Perhaps the biggest achievement coming out of the Nairobi meetings is the inclusion of a new target related to gender. We are happy to report that the strong voice of the Women's Caucus in Nairobi brought victory to participants fighting for gender issues in the Post-2020 Global Biodiversity Framework, including a new target on gender and inclusive biodiversity. At negotiations in Geneva last March, the Parties adopted a draft of the "Gender Action Plan" as a guide in developing and updating their 2030 Biodiversity National Biodiversity Strategy and Action Plans, which started work after adopting this document at the COP15. Currently, the women's caucus has pushed and promoted the inclusion of a specific gender target in the GBF. Target 22, now in the draft text of the document, includes women and girls, persons of diverse gender identities, and youth, including people with disabilities.
Mrinalini Rai (Rai), Director of Women4Biodiversity. Photo by Monica Coc Magnusson.

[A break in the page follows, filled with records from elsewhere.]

use std::path::PathBuf;
use std::str::FromStr;
use std::time::Duration;

use anyhow::{anyhow, Context, Result};

use crate::models::request::OutputKind;
use crate::render::finalizer::ExternalCommand;

/// Application configuration loaded from environment variables.
/// Every setting has a default; malformed values fail startup.
#[derive(Debug, Clone)]
pub struct Config {
    /// Long-running HTTP service with shared resources, vs. a one-shot local render.
    pub server_mode: bool,
    pub output_directory: PathBuf,
    /// Per-workspace resource directory, relative to the workspace root.
    pub resource_directory: String,
    /// Local mode input document.
    pub input_file_name: Option<PathBuf>,
    /// The bundled resource archive shipped with the service.
    pub resource_zip: PathBuf,
    /// Server mode copy of the archive, extracted once into the shared resource directory.
    pub server_initial_resource_zip: PathBuf,
    pub themes_directory: PathBuf,
    pub theme: String,
    pub output_kind: OutputKind,
    pub inliner: ExternalCommand,
    pub pdf_renderer: ExternalCommand,
    pub subprocess_timeout: Duration,
    pub show_branding: bool,
    pub keep_workspaces: bool,
    pub port: u16,
    pub rust_log: String,
}

impl Config {
    pub fn from_env() -> Result<Self> {
        dotenvy::dotenv().ok(); // load .env if present; ignore if missing
        Self::from_lookup(|key| std::env::var(key).ok())
    }

    /// Builds a config from an arbitrary key lookup. `from_env` passes the process env.
    pub fn from_lookup(lookup: impl Fn(&str) -> Option<String>) -> Result<Self> {
        let var = |key: &str, default: &str| lookup(key).unwrap_or_else(|| default.to_string());

        let output_directory = PathBuf::from(var("OUTPUT_DIRECTORY", "data"));
        let resource_zip = PathBuf::from(var("RESOURCE_ZIP", "resources.zip"));
        let server_initial_resource_zip = lookup("SERVER_INITIAL_RESOURCE_ZIP")
            .map(PathBuf::from)
            .unwrap_or_else(|| output_directory.join("server-resources.zip"));
        let input_file_name = Some(var("INPUT_FILE", "resume.json"))
            .filter(|s| !s.trim().is_empty())
            .map(PathBuf::from);

        let resource_directory = var("RESOURCE_DIRECTORY", "resources");
        if PathBuf::from(&resource_directory).is_absolute() {
            return Err(anyhow!(
                "RESOURCE_DIRECTORY must be a relative path, got '{resource_directory}'"
            ));
        }

        Ok(Config {
            server_mode: parse_flag("SERVER_MODE", &var("SERVER_MODE", "false"))?,
            output_directory,
            resource_directory,
            input_file_name,
            resource_zip,
            server_initial_resource_zip,
            themes_directory: PathBuf::from(var("THEMES_DIRECTORY", "themes")),
            theme: var("THEME", "default"),
            output_kind: parse_value("OUTPUT_KIND", &var("OUTPUT_KIND", "html"))?,
            inliner: command("INLINER_BIN", &var("INLINER_BIN", "inliner"))?,
            pdf_renderer: command(
                "PDF_RENDERER_BIN",
                &var("PDF_RENDERER_BIN", "chrome-headless-render-pdf"),
            )?,
            subprocess_timeout: Duration::from_secs(parse_value(
                "SUBPROCESS_TIMEOUT_SECS",
                &var("SUBPROCESS_TIMEOUT_SECS", "60"),
            )?),
            show_branding: parse_flag("SHOW_BRANDING", &var("SHOW_BRANDING", "true"))?,
            keep_workspaces: parse_flag("KEEP_WORKSPACES", &var("KEEP_WORKSPACES", "false"))?,
            port: var("PORT", "8080")
                .parse::<u16>()
                .context("PORT must be a valid port number")?,
            rust_log: var("RUST_LOG", "info"),
        })
    }

    /// Where server mode extracts the resources every request shares.
    pub fn shared_resource_directory(&self) -> PathBuf {
        self.output_directory.join("resources")
    }
}

fn parse_flag(key: &str, value: &str) -> Result<bool> {
    match value.trim().to_ascii_lowercase().as_str() {
        "1" | "true" | "yes" | "on" => Ok(true),
        "0" | "false" | "no" | "off" => Ok(false),
        other => Err(anyhow!("{key} must be a boolean, got '{other}'")),
    }
}

fn parse_value<T>(key: &str, value: &str) -> Result<T>
where
    T: FromStr,
    T::Err: std::fmt::Display,
{
    value
        .trim()
        .parse::<T>()
        .map_err(|e| anyhow!("{key} is invalid: {e}"))
}

fn command(key: &str, value: &str) -> Result<ExternalCommand> {
    ExternalCommand::parse(value).with_context(|| format!("{key} must name an executable"))
}
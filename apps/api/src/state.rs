use crate::config::Config;
use crate::render::generator::Generator;

/// Shared application state injected into all route handlers via Axum extractors.
///
/// Nothing in here is mutated per request; each request gets its own workspace.
#[derive(Clone)]
pub struct AppState {
    pub config: Config,
    pub generator: Generator,
}
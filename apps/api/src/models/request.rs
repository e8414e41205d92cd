use std::fmt;
use std::path::PathBuf;
use std::str::FromStr;

use serde::{Deserialize, Serialize};

/// The terminal format a caller asked for.
#[derive(Debug, Clone, Copy, PartialEq, Eq, Serialize, Deserialize)]
#[serde(rename_all = "lowercase")]
pub enum OutputKind {
    Html,
    Pdf,
    Preview,
}

impl OutputKind {
    pub fn mime_type(self) -> &'static str {
        match self {
            OutputKind::Html | OutputKind::Preview => "text/html; charset=utf-8",
            OutputKind::Pdf => "application/pdf",
        }
    }
}

impl fmt::Display for OutputKind {
    fn fmt(&self, f: &mut fmt::Formatter<'_>) -> fmt::Result {
        f.write_str(match self {
            OutputKind::Html => "html",
            OutputKind::Pdf => "pdf",
            OutputKind::Preview => "preview",
        })
    }
}

impl FromStr for OutputKind {
    type Err = String;

    fn from_str(s: &str) -> Result<Self, Self::Err> {
        match s.trim().to_ascii_lowercase().as_str() {
            "html" => Ok(OutputKind::Html),
            "pdf" => Ok(OutputKind::Pdf),
            "preview" => Ok(OutputKind::Preview),
            other => Err(format!("unknown output kind '{other}' (expected html, pdf or preview)")),
        }
    }
}

/// One inbound generation call. Immutable once built.
///
/// `raw_json` is `None` only in local mode, where the document is read from the
/// configured input file instead.
#[derive(Debug, Clone)]
pub struct GenerationRequest {
    pub raw_json: Option<String>,
    pub theme: String,
    pub output_kind: OutputKind,
}

/// HTML written by the document pipeline, plus the resources it references.
#[derive(Debug, Clone)]
pub struct RenderedArtifact {
    pub html_path: PathBuf,
    pub resource_directory: PathBuf,
    pub output_kind: OutputKind,
}

/// The single file handed to delivery for a request.
#[derive(Debug, Clone)]
pub struct TerminalArtifact {
    pub path: PathBuf,
    pub mime_type: &'static str,
}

“We are a network established to advocate for a right to a healthy environment for all. We believe that living in harmony with Nature needs to take into account the roles and contributions of women and girls to achieve transformative change. This requires addressing gender equity and needs to embrace the holistic solutions and the recognition of women’s human rights to achieve it,” said women’s rights and environmental rights advocate Mrinalini Rai (Rai), Director of Women4Biodiversity. Rai is also Chair of the Women's Caucus at the Convention on Biological Diversity and Cultural Survival’s newest Board member. For many years, Rai has promoted women's rights through the programs and decisions of the Convention on Biological Diversity, and it was her team's solidarity and determined approach to negotiating and seeking possible solutions that led to Target 22 in the Post-2020 Global Biodiversity Framework.